The Cell Is Not a Computer
There is a self-reinforcing feedback loop within science: models of reality are proposed, and experimental tools and methods are created to test those models. Tools dictate what can be discovered, and our models determine which tools are made to begin with. Theoretical models are often useful for a long time, until their fundamental limitations are recognized. The time has come for biology to undertake a reevaluation of its own models, if we want to progress in our understanding of the cell. 1 1 Similar to Thomas Kuhn’s work on scientific paradigms. Also note the classic quote from molecular biologist, Sydney Brenner: “Progress depends on the interplay of techniques, discoveries, and ideas, probably in that order.” Expand Footnote Collapse Footnote
In molecular biology, no metaphor has carried more weight than the notion of cells as machines. Schoolchildren are taught to think of cells as little computers, filled with molecules that perform logical functions. When François Jacob and Jacques Monod, two Parisian scientists, discovered the principles of gene expression in 1961, they thought of biomolecules as executing “conditional statements common to programming languages to control protein production.” In 1973, physicist Charles H. Bennett compared RNA polymerase, the protein that makes messenger RNA from a DNA template, to a Turing machine.
By equating living cells and computers, one has mistaken the map for the territory. A cell cannot be fully understood by studying all of its components in isolation, as a steam turbine or other machines can be. Cells are stuffed with billions of interacting molecules, the behavior of which changes from one environment to the next. And yet, biologists have long devised methods to study cellular components individually, rather than as continuously changing parts of a whole. The mental model of ‘cells as machines’ has negatively impacted the tools and methods used in biology.
For instance, proteins behave more like liquids than solids; they wiggle around and adopt dozens to hundreds of subtly distinct shapes inside of cells. And yet, our perception of proteins can be skewed based on the static images we produce of them.

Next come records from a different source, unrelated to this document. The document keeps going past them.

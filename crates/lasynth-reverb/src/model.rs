//! The reverb unit: mode selection, parameter mapping and per-sample processing.

#[cfg(not(feature = "std"))]
extern crate alloc;

#[cfg(feature = "std")]
extern crate std as alloc;

use alloc::vec::Vec;

use lasynth_core::{clip_i16, serial_mul};

use crate::filters::{AllpassStage, CombStage};
use crate::settings::{
    MAX_TIME_LEVEL, ModeSettings, ReverbMode, TAP_DELAY_PROCESS_DELAY, max_allpass_size,
    max_comb_size,
};

const ALLPASS_COUNT: usize = 3;
const COMB_COUNT: usize = 4;

/// Peak level at or below which the delay network counts as silent.
///
/// Integer feedback loops can idle in a small limit cycle instead of
/// reaching zero.
pub const TAIL_FLOOR: u16 = 32;

/// Integer delay-network reverb.
///
/// All delay memory is allocated in [`ReverbModel::new`] at the size the
/// largest mode needs, so switching mode, time or level never allocates and
/// never clears the network. Only [`ReverbModel::reset`] clears it.
///
/// Input is the stereo reverb send; output is the wet signal only.
///
/// # Example
///
/// ```rust
/// use lasynth_reverb::{ReverbMode, ReverbModel};
///
/// let mut reverb = ReverbModel::new();
/// reverb.configure(ReverbMode::Hall, 5, 3);
///
/// let (l, r) = reverb.process(8000, 8000);
/// // The first output precedes any echo.
/// assert_eq!((l, r), (0, 0));
/// ```
#[derive(Debug, Clone)]
pub struct ReverbModel {
    allpasses: Vec<AllpassStage>,
    combs: Vec<CombStage>,
    mode: ReverbMode,
    time: u8,
    level: u8,
    dry_amp: u8,
    wet_level: u8,
    tap_l: usize,
    tap_r: usize,
}

impl Default for ReverbModel {
    fn default() -> Self {
        Self::new()
    }
}

impl ReverbModel {
    /// Allocate the network and select Room, time 5, level 3.
    pub fn new() -> Self {
        let allpasses = (0..ALLPASS_COUNT)
            .map(|i| AllpassStage::new(max_allpass_size(i)))
            .collect();
        let combs = (0..COMB_COUNT)
            .map(|i| CombStage::new(max_comb_size(i)))
            .collect();
        let mut model = Self {
            allpasses,
            combs,
            mode: ReverbMode::Room,
            time: 5,
            level: 3,
            dry_amp: 0,
            wet_level: 0,
            tap_l: 0,
            tap_r: 0,
        };
        model.apply();
        model
    }

    /// Current mode.
    pub fn mode(&self) -> ReverbMode {
        self.mode
    }

    /// Current time step (0-7).
    pub fn time(&self) -> u8 {
        self.time
    }

    /// Current level step (0-7).
    pub fn level(&self) -> u8 {
        self.level
    }

    /// Select mode, time and level in one step. Out-of-range time and level
    /// clamp to 7. The delay memory is left as is.
    pub fn configure(&mut self, mode: ReverbMode, time: u8, level: u8) {
        self.mode = mode;
        self.time = time.min(MAX_TIME_LEVEL);
        self.level = level.min(MAX_TIME_LEVEL);
        self.apply();
    }

    /// Select the mode, keeping time and level.
    pub fn set_mode(&mut self, mode: ReverbMode) {
        self.configure(mode, self.time, self.level);
    }

    /// Set time and level, keeping the mode.
    pub fn set_parameters(&mut self, time: u8, level: u8) {
        self.configure(self.mode, time, level);
    }

    fn settings(&self) -> &'static ModeSettings {
        self.mode.settings()
    }

    fn apply(&mut self) {
        let s = self.settings();
        let time = usize::from(self.time);
        let level = usize::from(self.level);

        for (i, ap) in self.allpasses.iter_mut().enumerate() {
            ap.set_len(s.allpass_sizes.get(i).copied().unwrap_or(1));
        }
        for (i, comb) in self.combs.iter_mut().enumerate() {
            comb.set_len(s.comb_sizes.get(i).copied().unwrap_or(1));
            comb.set_filter_factor(s.filter_factors.get(i).copied().unwrap_or(0));
        }

        if s.tap_delay {
            self.tap_l = s.out_l[time] + TAP_DELAY_PROCESS_DELAY;
            self.tap_r = s.out_r[time] + TAP_DELAY_PROCESS_DELAY;
            let feedback = if self.level < 3 || self.time < 6 { 0 } else { 1 };
            self.combs[0].set_feedback_factor(s.feedback_factors[feedback]);
        } else {
            for comb in &mut self.combs[1..] {
                comb.set_feedback_factor(s.feedback_factors[time]);
            }
        }

        if self.time == 0 && self.level == 0 {
            self.dry_amp = 0;
            self.wet_level = 0;
        } else {
            let quirk = s.tap_delay && (self.time == 0 || (self.time == 1 && self.level == 1));
            self.dry_amp = if quirk {
                s.dry_amps[level + 8]
            } else {
                s.dry_amps[level]
            };
            self.wet_level = s.wet_levels[level];
        }
    }

    /// Clear all delay memory.
    pub fn reset(&mut self) {
        for ap in &mut self.allpasses {
            ap.clear();
        }
        for comb in &mut self.combs {
            comb.clear();
        }
    }

    /// True while any delay line still holds signal above [`TAIL_FLOOR`].
    pub fn is_active(&self) -> bool {
        self.allpasses.iter().any(|a| a.peak() > TAIL_FLOOR)
            || self.combs.iter().any(|c| c.peak() > TAIL_FLOOR)
    }

    /// Process one stereo sample of the reverb send and return the wet output.
    pub fn process(&mut self, in_l: i16, in_r: i16) -> (i16, i16) {
        let s = self.settings();
        let dry = (i32::from(in_l) >> 1) + (i32::from(in_r) >> 1);
        let dry = serial_mul(dry, self.dry_amp, 0xFF);

        if s.tap_delay {
            let comb = &mut self.combs[0];
            comb.process_tap(dry, self.tap_l);
            let l = serial_mul(comb.output_at(self.tap_l), self.wet_level, 0xFF);
            let r = serial_mul(comb.output_at(self.tap_r), self.wet_level, 0xFF);
            return (clip_i16(l), clip_i16(r));
        }

        // Read the entrance delay before it is overwritten.
        let mut link = self.combs[0].output_at(s.comb_sizes[0] - 1);
        self.combs[0].process_lowpass(dry, s.lpf_amp);

        for ap in &mut self.allpasses {
            link = ap.process(link);
        }

        let out_l1 = self.combs[1].output_at(s.out_l[0] - 1);

        for comb in &mut self.combs[1..] {
            comb.process(link);
        }

        let out_l2 = self.combs[2].output_at(s.out_l[1]);
        let out_l3 = self.combs[3].output_at(s.out_l[2]);
        let out_r1 = self.combs[1].output_at(s.out_r[0]);
        let out_r2 = self.combs[2].output_at(s.out_r[1]);
        let out_r3 = self.combs[3].output_at(s.out_r[2]);

        let l = serial_mul(mix_combs(out_l1, out_l2, out_l3), self.wet_level, 0xFF);
        let r = serial_mul(mix_combs(out_r1, out_r2, out_r3), self.wet_level, 0xFF);
        (clip_i16(l), clip_i16(r))
    }
}

/// Sum three comb taps with the first weighted by 1.5.
#[inline]
fn mix_combs(out1: i32, out2: i32, out3: i32) -> i32 {
    out1 + (out1 >> 1) + out2 + out3
}
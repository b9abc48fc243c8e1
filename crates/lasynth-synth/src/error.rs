//! Error types for session setup and the MIDI handoff.
//!
//! Only initialization problems are reported as errors. Everything that can
//! go wrong while rendering (malformed MIDI, dangling timbre references, a
//! full partial pool) is absorbed by the engine.

use thiserror::Error;

use crate::midi::TimedMidi;

/// Reasons a session cannot be opened or reloaded.
#[derive(Debug, Clone, PartialEq, Eq, Error)]
pub enum InitError {
    /// The control ROM holds no timbre blocks at all.
    #[error("timbre bank is empty")]
    TimbreBankEmpty,

    /// The timbre blob ends in a partial block.
    #[error("timbre bank length {len} is not a multiple of {block} bytes")]
    TimbreBankTruncated {
        /// Length of the timbre blob in bytes.
        len: usize,
        /// Size of one timbre block.
        block: usize,
    },

    /// The patch table is shorter than the full program range.
    #[error("patch table has {len} bytes, expected {expected}")]
    PatchTableTruncated {
        /// Length of the patch blob in bytes.
        len: usize,
        /// Required length in bytes.
        expected: usize,
    },

    /// The rhythm table does not cover every rhythm key.
    #[error("rhythm table has {len} bytes, expected {expected}")]
    RhythmTableTruncated {
        /// Length of the rhythm blob in bytes.
        len: usize,
        /// Required length in bytes.
        expected: usize,
    },

    /// The PCM ROM is too small to hold any usable wave.
    #[error("PCM ROM holds {len} samples, at least {min} required")]
    PcmRomTooSmall {
        /// Number of samples supplied.
        len: usize,
        /// Minimum accepted number of samples.
        min: usize,
    },

    /// A PCM wave descriptor has zero length.
    #[error("PCM wave {index} has zero length")]
    PcmWaveEmpty {
        /// Index of the descriptor.
        index: usize,
    },

    /// A PCM wave descriptor points past the end of the sample ROM.
    #[error("PCM wave {index} ends at sample {end}, beyond ROM length {rom_len}")]
    PcmWaveOutOfRange {
        /// Index of the descriptor.
        index: usize,
        /// One past the last sample the wave would read.
        end: u64,
        /// Number of samples in the PCM ROM.
        rom_len: usize,
    },

    /// Output sample rate outside the supported range.
    #[error("unsupported sample rate {rate} Hz")]
    InvalidSampleRate {
        /// The rejected rate.
        rate: u32,
    },

    /// Partial pool size outside the supported range.
    #[error("partial count {count} outside 1..={max}")]
    InvalidPartialCount {
        /// The rejected count.
        count: usize,
        /// Largest supported pool.
        max: usize,
    },

    /// The MIDI queue must hold at least one event.
    #[error("MIDI queue capacity {capacity} is invalid")]
    InvalidQueueCapacity {
        /// The rejected capacity.
        capacity: usize,
    },
}

/// Result alias for setup operations.
pub type Result<T> = std::result::Result<T, InitError>;

/// A timed MIDI event could not be queued because the renderer has not
/// drained the queue. The event is handed back.
#[derive(Debug, Clone, Copy, PartialEq, Eq, Error)]
#[error("MIDI queue full, event for frame {} rejected", .0.frame)]
pub struct SendError(pub TimedMidi);

impl InitError {
    /// Create an error for a timbre blob that ends mid-block.
    pub fn truncated_timbres(len: usize) -> Self {
        Self::TimbreBankTruncated {
            len,
            block: crate::rom::TIMBRE_BLOCK_SIZE,
        }
    }

    /// True for errors caused by the ROM data rather than the configuration.
    pub fn is_rom_error(&self) -> bool {
        !matches!(
            self,
            Self::InvalidSampleRate { .. }
                | Self::InvalidPartialCount { .. }
                | Self::InvalidQueueCapacity { .. }
        )
    }
}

John Kendrew was the first to figure out the molecular structure of a protein by gathering copious samples from a whale carcass that washed up in Peru. Kendrew solidified the protein into crystals, bombarded the crystals with x-rays, and used the diffraction patterns to piece together a static snapshot. Such images have been incredibly useful, but are ultimately misleading.
Studying molecules in isolation leads to an incomplete view of cells. For decades, there were no suitable ways to study biomolecules in cells across space, time, and in their natural contexts. But now, this is changing. New methods are slowly revealing that cells are far more complicated—and beautiful—than any man-made machine.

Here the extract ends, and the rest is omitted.